During the late sixteenth and seventeenth century, thousands of North Africans, Turks, Berbers and Moriscos were enslaved and put to row on Italian galleys as a result of the skirmishes occurring in Mediterranean waters between Ottoman and Italian forces. They, however, were far from being mere captives. During the periods of non-navigation in winter months, in Genoa, Livorno, Civitavecchia, and Naples the slaves were allowed to work on their crafts and hold pop-up shops on land. In those, they sold goods, herbs and remedies and provided knowledge on their uses, functions and workings to the local Italian population. This was a widespread and yet seldom investigated phenomenon which fuelled the craze for all things Turkish among the Italian elite, replenished museums and cabinets of curiosities, and brought into Italy technological and medicinal practices from the Islamic world.
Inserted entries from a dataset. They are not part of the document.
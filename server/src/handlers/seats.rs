use axum::extract::{Path, Query, State};
use axum::response::Response;
use chrono::Utc;
use serde::Deserialize;
use uuid::Uuid;

use crate::services::catalog;
use crate::state::AppState;
use crate::utils::error::AppError;
use crate::utils::response::success;

#[derive(Debug, Deserialize)]
pub struct SeatMapQuery {
    /// Lets a booking session see its own held seats as selectable.
    pub session_id: Option<Uuid>,
}

pub async fn showtime_seats(
    State(state): State<AppState>,
    Path(showtime_id): Path<i64>,
    Query(query): Query<SeatMapQuery>,
) -> Result<Response, AppError> {
    let showtime = state.backend.showtime(showtime_id).await?;
    let map = catalog::seat_map(&state, &showtime, query.session_id, Utc::now()).await?;
    Ok(success(map, "Seat map retrieved"))
}

pub async fn room_layout(
    State(state): State<AppState>,
    Path(room_id): Path<i64>,
) -> Result<Response, AppError> {
    let layout = catalog::room_layout(&state, room_id).await?;
    Ok(success(layout, "Room layout retrieved"))
}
Networks of exchange among scholars, collectors and physicians formed across the whole of Europe, often starting from and leading to the enslaved Muslims of Italian port towns, moving things and knowledge and setting the first roots of the European interest in Islamic culture and languages. This project aims to recover the pivotal role played by Muslim captives in the European encounter with Islamic culture and to offer a fresh and encompassing examination of the historical contributions of Muslim minorities to the rich fabric of Western culture.